Scientists have found out that the element known as copper is a great fat burner when it is made a part of a good diet.

A novel study shows the salubrious effects of copper on fat burning and weight loss. The human body seems to thrive on small amounts of copper in the diet. It especially helps in fat metabolism.

Copper has a complex history. It was used in cooking implements, electronic appliances, jewelry items and plumbing odds and ends. Yet it also has a crucial role to play in various biological reactions.

Copper helps generate RBCs, aids in the absorption of iron, facilitates the formation of connective tissue and boosts immunity. The study was published online on Monday in the journal Nature Chemical Biology.

Apparently copper dismantles the fat cells in the human body with ease. These fat cells are then used as an energy source. Copper is a regulating agent.

It ensures that the more quantity of it is available, the greater the fat-burning effect. A deficiency of copper may be a causal factor in obesity and other diseases.

Copper is available in plentiful supply in oysters, shellfish, leafy green vegetables, mushrooms, nuts and seeds as well as beans. An adult needs about 700 micrograms of copper on a daily basis.

Also the trends were such that only 25% of Americans were getting their full dose of copper. Since the body does not make this element on its own, it needs to be ingested from the environment in the form of food and drink.

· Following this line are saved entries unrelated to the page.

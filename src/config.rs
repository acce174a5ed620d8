//! Configuration management for the OCR server
//!
//! Configuration lives in a YAML file at `~/.ocr-server/config.yaml`, which
//! is generated from defaults on first run. Command-line flags override file
//! values; the merged configuration is immutable after startup.

use std::fs;
use std::path::{Path, PathBuf};
use std::time::Duration;

use clap::Parser;
use serde::{Deserialize, Serialize};
use thiserror::Error;

use crate::imgproc::ThresholdMode;

/// Errors raised while loading configuration. Fatal at startup.
#[derive(Error, Debug)]
pub enum ConfigError {
    #[error("failed to read config file: {0}")]
    Io(#[from] std::io::Error),

    #[error("failed to parse config file: {0}")]
    Parse(#[from] serde_yaml::Error),
}

/// Complete server configuration.
///
/// `scale_threshold` is reserved for a future scale-up policy; no control
/// loop currently reads it. Scale-up happens lazily in the pool instead.
#[derive(Debug, Clone, Serialize, Deserialize)]
#[serde(default)]
pub struct Config {
    /// HTTP bind address
    pub addr: String,
    /// HTTP bind port
    pub port: u16,
    /// Path to the OCR worker executable (resolved via PATH when bare)
    pub ocr_exe_path: String,
    /// Floor of the active pool size
    pub min_processors: usize,
    /// Ceiling of the active pool size
    pub max_processors: usize,
    /// Capacity of the task intake queue
    pub queue_size: usize,
    /// Reserved; gates no behaviour
    pub scale_threshold: i64,
    /// Maximum in-flight count for a worker to be demotable
    pub degrade_threshold: i64,
    /// Minimum idle duration before a worker can be demoted, in seconds
    pub idle_timeout_secs: u64,
    /// Target number of resident idle workers
    pub warm_up_count: usize,
    /// Maximum drain time on shutdown, in seconds
    pub shutdown_timeout_secs: u64,
    /// Directory for log files
    pub log_dir: String,
    /// Log file name
    pub log_file: String,
    /// Retained old log files (recorded; pruning is outside the service)
    pub log_max_backups: usize,
    /// Retention of old log files in days (recorded; as above)
    pub log_max_age_days: usize,
    /// Binarization mode: 0 = fixed threshold, 1 = Otsu
    pub threshold_mode: u8,
    /// Fixed threshold value, used when threshold_mode = 0
    pub threshold_value: u8,
}

impl Default for Config {
    fn default() -> Self {
        Self {
            addr: "0.0.0.0".to_string(),
            port: 3000,
            ocr_exe_path: "paddleocr-json".to_string(),
            min_processors: 2,
            max_processors: host_cpu_count(),
            queue_size: 100,
            scale_threshold: 75,
            degrade_threshold: 25,
            idle_timeout_secs: 300,
            warm_up_count: 2,
            shutdown_timeout_secs: 30,
            log_dir: "logs".to_string(),
            log_file: "ocr-server.log".to_string(),
            log_max_backups: 3,
            log_max_age_days: 28,
            threshold_mode: 0,
            threshold_value: 100,
        }
    }
}

/// Number of logical CPUs on the host.
pub fn host_cpu_count() -> usize {
    std::thread::available_parallelism()
        .map(|p| p.get())
        .unwrap_or(1)
}

impl Config {
    /// Load configuration from the default location, generating a default
    /// config file first if none exists.
    pub fn load() -> Result<Self, ConfigError> {
        Self::load_from(&Self::default_path())
    }

    /// Load configuration from `path`, generating it from defaults when absent.
    pub fn load_from(path: &Path) -> Result<Self, ConfigError> {
        if !path.exists() {
            let defaults = Config::default();
            if let Some(dir) = path.parent() {
                fs::create_dir_all(dir)?;
            }
            fs::write(path, serde_yaml::to_string(&defaults).map_err(ConfigError::Parse)?)?;
            // The logger is not up yet at load time.
            println!("generated default config file: {}", path.display());
        }
        let text = fs::read_to_string(path)?;
        let cfg = serde_yaml::from_str(&text)?;
        Ok(cfg)
    }

    /// Default config file location: `~/.ocr-server/config.yaml`.
    pub fn default_path() -> PathBuf {
        dirs::home_dir()
            .unwrap_or_else(|| PathBuf::from("."))
            .join(".ocr-server")
            .join("config.yaml")
    }

    /// Apply command-line overrides. A flag that was passed wins over the
    /// file value; absent flags leave the file value untouched.
    pub fn apply_overrides(&mut self, cli: &CliArgs) {
        if let Some(v) = &cli.addr {
            self.addr = v.clone();
        }
        if let Some(v) = cli.port {
            self.port = v;
        }
        if let Some(v) = &cli.ocr_exe {
            self.ocr_exe_path = v.clone();
        }
        if let Some(v) = cli.min_processors {
            self.min_processors = v;
        }
        if let Some(v) = cli.max_processors {
            self.max_processors = v;
        }
        if let Some(v) = cli.queue_size {
            self.queue_size = v;
        }
        if let Some(v) = cli.scale_threshold {
            self.scale_threshold = v;
        }
        if let Some(v) = cli.degrade_threshold {
            self.degrade_threshold = v;
        }
        if let Some(v) = cli.idle_timeout_secs {
            self.idle_timeout_secs = v;
        }
        if let Some(v) = cli.warm_up_count {
            self.warm_up_count = v;
        }
        if let Some(v) = cli.shutdown_timeout_secs {
            self.shutdown_timeout_secs = v;
        }
        if let Some(v) = &cli.log_dir {
            self.log_dir = v.clone();
        }
        if let Some(v) = &cli.log_file {
            self.log_file = v.clone();
        }
        if let Some(v) = cli.log_max_backups {
            self.log_max_backups = v;
        }
        if let Some(v) = cli.log_max_age_days {
            self.log_max_age_days = v;
        }
        if let Some(v) = cli.threshold_mode {
            self.threshold_mode = v;
        }
        if let Some(v) = cli.threshold_value {
            self.threshold_value = v;
        }
    }

    /// Lenient validation: returns human-readable warnings, never fails.
    /// Older config files keep working; the operator sees what looks off.
    pub fn validate(&self) -> Vec<String> {
        let mut warnings = Vec::new();
        if self.port == 0 {
            warnings.push("port is 0; the OS will pick an arbitrary port".to_string());
        }
        if self.min_processors == 0 {
            warnings.push("min_processors is 0; the pool may drain to empty".to_string());
        }
        if self.max_processors < self.min_processors {
            warnings.push(format!(
                "max_processors ({}) is below min_processors ({})",
                self.max_processors, self.min_processors
            ));
        }
        if self.queue_size == 0 {
            warnings.push("queue_size is 0; every request will be rejected as busy".to_string());
        }
        if self.threshold_mode > 1 {
            warnings.push(format!(
                "threshold_mode {} is unknown; falling back to fixed thresholding",
                self.threshold_mode
            ));
        }
        warnings
    }

    pub fn bind_addr(&self) -> String {
        format!("{}:{}", self.addr, self.port)
    }

    pub fn idle_timeout(&self) -> Duration {
        Duration::from_secs(self.idle_timeout_secs)
    }

    pub fn shutdown_timeout(&self) -> Duration {
        Duration::from_secs(self.shutdown_timeout_secs)
    }

    pub fn threshold_mode(&self) -> ThresholdMode {
        match self.threshold_mode {
            1 => ThresholdMode::Otsu,
            _ => ThresholdMode::Binary,
        }
    }
}

/// Command-line arguments. Each flag overrides the corresponding config
/// file value when present.
#[derive(Parser, Debug, Default)]
#[command(name = "ocr-server", version, about = "HTTP OCR service")]
pub struct CliArgs {
    /// HTTP bind address
    #[arg(long)]
    pub addr: Option<String>,

    /// HTTP bind port
    #[arg(long)]
    pub port: Option<u16>,

    /// Path to the OCR worker executable
    #[arg(long = "ocr-exe")]
    pub ocr_exe: Option<String>,

    /// Floor of the active pool size
    #[arg(long)]
    pub min_processors: Option<usize>,

    /// Ceiling of the active pool size
    #[arg(long)]
    pub max_processors: Option<usize>,

    /// Capacity of the task intake queue
    #[arg(long)]
    pub queue_size: Option<usize>,

    /// Reserved scale-up threshold
    #[arg(long)]
    pub scale_threshold: Option<i64>,

    /// Max in-flight count for a worker to be demotable
    #[arg(long)]
    pub degrade_threshold: Option<i64>,

    /// Min idle seconds before demotion
    #[arg(long)]
    pub idle_timeout_secs: Option<u64>,

    /// Target resident idle workers
    #[arg(long)]
    pub warm_up_count: Option<usize>,

    /// Max drain seconds on shutdown
    #[arg(long)]
    pub shutdown_timeout_secs: Option<u64>,

    /// Directory for log files
    #[arg(long)]
    pub log_dir: Option<String>,

    /// Log file name
    #[arg(long)]
    pub log_file: Option<String>,

    /// Retained old log files
    #[arg(long)]
    pub log_max_backups: Option<usize>,

    /// Retention of old log files in days
    #[arg(long)]
    pub log_max_age_days: Option<usize>,

    /// Binarization mode: 0 fixed, 1 Otsu
    #[arg(long)]
    pub threshold_mode: Option<u8>,

    /// Fixed binarization threshold, 0-255
    #[arg(long)]
    pub threshold_value: Option<u8>,
}
//! Logging infrastructure
//!
//! Structured logging with dual output: an ANSI console layer for operators
//! and a non-blocking, daily-rolling file layer. Filterable through the
//! `RUST_LOG` environment variable, defaulting to `info`.

use std::fs;
use std::io;

use tracing_appender::non_blocking::WorkerGuard;
use tracing_subscriber::layer::SubscriberExt;
use tracing_subscriber::util::SubscriberInitExt;
use tracing_subscriber::EnvFilter;

/// Guard that must be kept alive for the duration of the process.
///
/// Dropping it flushes and closes the file writer.
pub struct LoggingGuard {
    _file_guard: WorkerGuard,
}

/// Initialize the global subscriber with console and file output.
pub fn init(log_dir: &str, log_file: &str) -> Result<LoggingGuard, io::Error> {
    fs::create_dir_all(log_dir)?;

    let file_appender = tracing_appender::rolling::daily(log_dir, log_file);
    let (non_blocking_file, file_guard) = tracing_appender::non_blocking(file_appender);

    let file_layer = tracing_subscriber::fmt::layer()
        .with_writer(non_blocking_file)
        .with_ansi(false);

    let stdout_layer = tracing_subscriber::fmt::layer().with_writer(io::stdout);

    let env_filter = EnvFilter::try_from_default_env().unwrap_or_else(|_| EnvFilter::new("info"));

    tracing_subscriber::registry()
        .with(env_filter)
        .with(file_layer)
        .with(stdout_layer)
        .init();

    Ok(LoggingGuard {
        _file_guard: file_guard,
    })
}
//! Pool monitor
//!
//! One long-lived task that keeps the pool healthy: every tick it demotes
//! and trims cold workers, tops the warm spares back up, and probes every
//! subprocess, in that order.

use std::sync::Arc;
use std::time::Duration;

use tokio_util::sync::CancellationToken;
use tracing::{debug, info};

use crate::pool::ProcessorPool;

const MONITOR_PERIOD: Duration = Duration::from_secs(30);

pub struct Monitor {
    pool: Arc<ProcessorPool>,
    host_cpus: usize,
    cancel: CancellationToken,
}

impl Monitor {
    pub fn new(pool: Arc<ProcessorPool>, host_cpus: usize, cancel: CancellationToken) -> Self {
        Self {
            pool,
            host_cpus,
            cancel,
        }
    }

    pub async fn run(self) {
        info!("processor monitor started");
        let mut ticker = tokio::time::interval(MONITOR_PERIOD);
        // The first tick of an interval completes immediately; the pool was
        // just initialized, so skip it.
        ticker.tick().await;

        loop {
            tokio::select! {
                _ = ticker.tick() => self.run_checks().await,
                _ = self.cancel.cancelled() => {
                    info!("processor monitor shutting down");
                    return;
                }
            }
        }
    }

    /// One monitor tick: scale down, pre-warm, health check.
    pub async fn run_checks(&self) {
        debug!("running periodic processor checks");
        self.pool.scale_down(self.host_cpus).await;
        self.pool.prewarm().await;
        self.pool.health_check().await;
    }
}
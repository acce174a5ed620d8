//! OCR engine interface
//!
//! The server consumes a long-lived OCR worker subprocess but does not own
//! its implementation. This module defines the thin seam: an engine accepts
//! image bytes and returns a parsed result, and a factory creates engines.
//! The production implementation lives in [`paddle`]; tests substitute
//! scriptable mocks.

use async_trait::async_trait;
use serde::{Deserialize, Serialize};
use thiserror::Error;

pub mod paddle;

pub use paddle::{PaddleEngine, PaddleEngineFactory};

/// Result code signalling a successful recognition.
pub const CODE_SUCCESS: i64 = 100;

/// Parsed engine response.
///
/// A non-success `code` is an application-level failure reported by a live
/// worker; transport failures surface as [`EngineError`] instead.
#[derive(Debug, Clone, Serialize, Deserialize)]
pub struct EngineResult {
    pub code: i64,
    #[serde(default)]
    pub msg: String,
    #[serde(default)]
    pub data: serde_json::Value,
}

impl EngineResult {
    pub fn is_success(&self) -> bool {
        self.code == CODE_SUCCESS
    }
}

/// Transport-level engine failures. These mark the subprocess as suspect
/// and trigger in-place reinitialisation by the caller.
#[derive(Error, Debug)]
pub enum EngineError {
    #[error("failed to spawn OCR engine: {0}")]
    Spawn(std::io::Error),

    #[error("engine i/o error: {0}")]
    Io(#[from] std::io::Error),

    #[error("engine protocol error: {0}")]
    Protocol(String),

    #[error("engine process closed its output")]
    Closed,
}

/// One resident OCR subprocess.
///
/// `&mut self` on both operations: callers serialise access (the pool wraps
/// every engine in a mutex), and the engine itself needs no interior locks.
#[async_trait]
pub trait OcrEngine: Send {
    /// Run recognition over one image.
    async fn ocr(&mut self, image: &[u8]) -> Result<EngineResult, EngineError>;

    /// Terminate the subprocess and release its handles.
    async fn shutdown(&mut self);
}

/// Creates engines, both at startup and for in-place reinitialisation.
#[async_trait]
pub trait EngineFactory: Send + Sync {
    async fn create(&self) -> Result<Box<dyn OcrEngine>, EngineError>;
}


#[cfg(test)]
mod tests {
    use super::*;

    #[test]
    fn result_success_follows_code() {
        let ok = EngineResult {
            code: CODE_SUCCESS,
            msg: String::new(),
            data: serde_json::Value::Null,
        };
        assert!(ok.is_success());

        let err = EngineResult {
            code: 101,
            msg: "no text".to_string(),
            data: serde_json::Value::Null,
        };
        assert!(!err.is_success());
    }

    #[test]
    fn result_parses_with_missing_optional_fields() {
        let parsed: EngineResult = serde_json::from_str(r#"{"code":100}"#).unwrap();
        assert!(parsed.is_success());
        assert!(parsed.msg.is_empty());
        assert!(parsed.data.is_null());
    }
}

The problem is that this element is not readily available in the Standard American Diet (SAD). The leafy green vegetables are few and far between in the nutritional choices found in America. Instead, the Asian diet contains more quantities of such leafy green vegetables.

However, there is a catch to this. Too much copper in the diet causes a zinc deficiency. It is a delicate balance dependent upon natural foods that causes salubrious health.

Mice were studied in a lab to find out more regarding the role of copper in the diet. Those mice with mutations that caused accumulation of copper in their livers were thinner than usual.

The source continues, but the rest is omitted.